はこりむ

げーむといらすとのかりすまうぇぶさいと

AIR

↓↓↓以下、ネタバレ含みます。↓↓↓












泣きはしませんでしたが

充分良作だと思います。とくにAIR編に入ってからの読ませ方はすさまじいものがあり、ぐいぐいとプレイヤーを引っ張っていってくれます。いきなり主人公が鳥になっていたらそりゃ驚きですよ。dream編ではわからなかった観鈴と晴子の思いが、鳥の視点を通してがんがんプレイヤーに入り込んでくるのは上手い。
観鈴と晴子が親子としてスタートする場面、中止になった夏祭り、観鈴の死、「そら」が晴子の励ましを受けて初めて空に飛び立つ場面など、いわゆる泣かせどころを各所に仕込んでくるのもさすがです。dream編で、それまで人形劇に関して全くうだつの上がらなかった往人が、観鈴を笑わせたいがために子供たちに教えを請う場面もかなり好き。

観鈴、晴子、往人は幸せだったのか

問題はこれです。いや、ゲームをやっていると本当にこの3人には幸せになってほしいと思うんですよ。「神奈は人間として転生する。でも翼人の記憶は人間の身体には耐えられない」と裏葉さんは言っていました。観鈴の死の原因はもちろんここにあるわけですが、それじゃあ往人のしようとしていたことって結局なんだったのか? 空の少女(=神奈)を救えるのは往人だけです。最終的に観鈴が幸せな「ゴール」を迎えることで、神奈の魂は救われたことになるんでしょうけれど、そのとき観鈴の側にいるのは往人ではなく晴子ですからねえ。長い目で見ればそんなことはないんですが(このあたりはED参照。飛べない晴子の代わりにひとり空に飛び立つ往人の心情は、それまで彼が観鈴の側にいながら何もできなかったことを考えると推し量りがたいものがあります)、往人が晴子編へのつなぎ役になってしまっているように見えるのはちょっと寂しい。
神奈が呪いから解放される代わりのようにして観鈴が死んでしまうのもどうかと。それまで往人の先祖(?)たちは何度も神奈の魂を救済しようとして、そのたびに失敗してきた歴史があるわけです。それと対比させるならば、観鈴はなんとしても人間としての生を全うすべきではなかったんじゃないでしょうか。それが「幸せになる」ことではないのでしょうか。
観鈴はこの夏休みで一生分の幸せを受け取ったようなことを言っているのですが、個人的におれは晴子の肩を持ちたい気持ちでいっぱいなんですよね。
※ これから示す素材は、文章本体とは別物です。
#[cfg(test)]
mod tests {
    use std::collections::HashMap;

    use time::{Date, Month};

    use super::{PhaseGenerator, parse_clock, parse_date, parse_days};
    use crate::core::error::ErrorKind;
    use crate::models::Schedule;

    fn row(
        group: &str,
        phase_type: &str,
        days: &str,
        start: &str,
        end: &str,
        offset: u32,
    ) -> Schedule {
        let text = |value: &str| Some(value.to_string());
        Schedule {
            fin_id: "US.TEST".parse().expect("fin id"),
            schedule_group: text(group),
            schedule_group_memo: None,
            timezone: text("America/New_York"),
            phase_type: text(phase_type),
            phase_name: None,
            phase_memo: None,
            days: text(days),
            start: text(start),
            end: text(end),
            offset_days: text(&offset.to_string()),
            duration: None,
            min_start: None,
            max_start: None,
            min_end: None,
            max_end: None,
            in_force_start_date: None,
            in_force_end_date: None,
            season_start: None,
            season_end: None,
        }
    }

    fn date(text: &str) -> Date {
        parse_date(text).expect("date")
    }

    fn types_on(
        schedules: &[Schedule],
        holidays: &HashMap<Date, String>,
        day: &str,
    ) -> Vec<String> {
        let generator =
            PhaseGenerator::new("US.TEST".parse().expect("fin id"), schedules).expect("rules");
        generator
            .generate(holidays, date(day), date(day))
            .expect("generate")
            .into_iter()
            .map(|phase| phase.phase_type.unwrap_or_default())
            .collect()
    }

    #[test]
    fn day_lists_and_wrapping_ranges() {
        let weekdays = parse_days("Mon-Fri").expect("weekdays");
        assert_eq!(weekdays, [true, true, true, true, true, false, false]);
        let wrapped = parse_days("Sun-Thu").expect("wrapped");
        assert_eq!(wrapped, [true, true, true, true, false, false, true]);
        let listed = parse_days("Tue, Sat").expect("listed");
        assert_eq!(listed, [false, true, false, false, false, true, false]);
        assert!(parse_days("monday").expect("full name")[0]);
        assert!(parse_days("Thurs").expect("long abbreviation")[3]);
        let err = parse_days("Mon-Xyz").expect_err("unknown day");
        assert_eq!(err.kind(), ErrorKind::Corrupt);
    }

    #[test]
    fn clock_times_accept_seconds_and_end_of_day() {
        assert_eq!(parse_clock("09:30").expect("clock").1, 0);
        let (time, days) = parse_clock("24:00:00").expect("clock");
        assert_eq!((time.hour(), days), (0, 1));
        assert!(parse_clock("25:00").is_err());
        assert!(parse_clock("9").is_err());
    }

    #[test]
    fn iso_dates_parse_strictly() {
        let expected = Date::from_calendar_date(2023, Month::November, 24).expect("date");
        assert_eq!(date("2023-11-24"), expected);
        assert!(parse_date("2023-02-30").is_err());
        assert!(parse_date("20231124").is_err());
    }

    #[test]
    fn weekdays_outside_days_have_no_phases() {
        let rows = vec![row(
            "Regular",
            "Primary Trading Session",
            "Mon-Fri",
            "09:30",
            "16:00",
            0,
        )];
        let none = HashMap::new();
        let wednesday = types_on(&rows, &none, "2023-11-15");
        assert_eq!(wednesday, vec!["Primary Trading Session"]);
        assert!(types_on(&rows, &none, "2023-11-11").is_empty());
    }

    #[test]
    fn holiday_selects_its_schedule_group() {
        let rows = vec![
            row("Regular", "Primary Trading Session", "Mon-Fri", "09:30", "16:00", 0),
            row("Regular", "Post-Trading Session", "Mon-Fri", "16:00", "20:00", 0),
            row("irregular", "Primary Trading Session", "Mon-Fri", "09:30", "13:00", 0),
        ];
        let mut holidays = HashMap::new();
        holidays.insert(date("2023-11-24"), "Irregular".to_string());
        holidays.insert(date("2023-11-23"), "Closed".to_string());

        let irregular = types_on(&rows, &holidays, "2023-11-24");
        assert_eq!(irregular, vec!["Primary Trading Session"]);
        assert!(types_on(&rows, &holidays, "2023-11-23").is_empty());
        assert_eq!(types_on(&rows, &holidays, "2023-11-22").len(), 2);
    }

    #[test]
    fn overnight_phase_is_carried_into_the_next_day() {
        let rows = vec![
            row("Regular", "Pre-Open", "Sun-Thu", "16:00", "17:00", 0),
            row("Regular", "Primary Trading Session", "Sun-Thu", "17:00", "16:00", 1),
        ];
        let generator =
            PhaseGenerator::new("US.TEST".parse().expect("fin id"), &rows).expect("rules");
        assert_eq!(generator.lookback(), 1);

        let phases = generator
            .generate(&HashMap::new(), date("2023-11-13"), date("2023-11-13"))
            .expect("generate");
        let types: Vec<_> = phases
            .iter()
            .map(|phase| phase.phase_type.as_deref().unwrap_or_default())
            .collect();
        assert_eq!(
            types,
            vec!["Primary Trading Session", "Pre-Open", "Primary Trading Session"]
        );
        assert_eq!(phases[0].start.date(), date("2023-11-12"));
        assert_eq!(phases[0].end.date(), date("2023-11-13"));
        assert_eq!(phases[2].end.date(), date("2023-11-14"));
        assert!(phases.iter().all(|phase| phase.date == date("2023-11-13")));

        let mut holidays = HashMap::new();
        holidays.insert(date("2023-11-12"), "Closed".to_string());
        let generator =
            PhaseGenerator::new("US.TEST".parse().expect("fin id"), &rows).expect("rules");
        let phases = generator
            .generate(&holidays, date("2023-11-13"), date("2023-11-13"))
            .expect("generate");
        assert_eq!(phases.len(), 2);
        assert_eq!(phases[0].phase_type.as_deref(), Some("Pre-Open"));
    }

    #[test]
    fn in_force_and_season_bound_a_row() {
        let mut summer = row("Regular", "Summer Session", "Mon-Fri", "09:00", "17:00", 0);
        summer.season_start = Some("03-12".to_string());
        summer.season_end = Some("11-05".to_string());
        let mut winter = row("Regular", "Winter Session", "Mon-Fri", "08:00", "16:00", 0);
        winter.season_start = Some("11-06".to_string());
        winter.season_end = Some("03-11".to_string());
        let mut retired = row("Regular", "Retired Session", "Mon-Fri", "18:00", "19:00", 0);
        retired.in_force_end_date = Some("2023-06-30".to_string());
        let rows = vec![summer, winter, retired];
        let none = HashMap::new();

        assert_eq!(types_on(&rows, &none, "2023-11-15"), vec!["Winter Session"]);
        assert_eq!(
            types_on(&rows, &none, "2023-01-10"),
            vec!["Winter Session", "Retired Session"]
        );
        assert_eq!(types_on(&rows, &none, "2023-07-12"), vec!["Summer Session"]);
    }

    #[test]
    fn range_covers_each_day_in_order() {
        let rows = vec![row("Regular", "Primary", "Mon-Fri", "09:30", "16:00", 0)];
        let generator =
            PhaseGenerator::new("US.TEST".parse().expect("fin id"), &rows).expect("rules");
        let phases = generator
            .generate(&HashMap::new(), date("2023-11-10"), date("2023-11-14"))
            .expect("generate");
        let days: Vec<String> = phases.iter().map(|phase| phase.date.to_string()).collect();
        assert_eq!(days, vec!["2023-11-10", "2023-11-13", "2023-11-14"]);
    }

    #[test]
    fn malformed_row_is_corrupt() {
        let rows = vec![row("Regular", "Primary", "Mon-Fri", "9h30", "16:00", 0)];
        let err = PhaseGenerator::new("US.TEST".parse().expect("fin id"), &rows)
            .expect_err("bad start");
        assert_eq!(err.kind(), ErrorKind::Corrupt);
        assert!(err.hint().expect("hint").contains("US.TEST"));
    }
}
それこそ彼女の言うように、観鈴とお風呂入ったりチューしたり夏祭り行ったり、これからもずっと観鈴の笑顔を見ていたいと思うんです。もちろん夏休みという極めて短い期間で、観鈴も晴子も往人も一生分に値するような喜びや悲しみを享受するからこそ、この悲劇が成り立つというのはわかるんですが。
うーん、AIRはやっぱり悲劇に思えてしまいますね。なぜ往人は消え、観鈴は死に、晴子はひとり残されなければならなかったのかを考えるとやりきれないです。観鈴は空で往人に会えれば幸せなのかよ、と。そうじゃないでしょう。側に晴子がいて往人もいて「……が、がお」言って2人にぶたれている、そんな何でもない幸せな日常が一番よかったのに、それがもう戻ってこないなんて悲しすぎる。美凪シナリオで実現したように、すべてをわかりあった家族全員で食卓を囲んでいる光景を、妄想でも何でもいいから見たかったと思います、本当に。OPムービーで「さようなら」と出るあたりからすでにやばい予感はしていたんですが、やっぱりやばかった。

言い忘れましたが

ショートカットの観鈴ちんもロリロリで最高に可愛かったです。

裏葉さんの中の人は

井上喜久子でした。すげえ。何でもありですねこの方。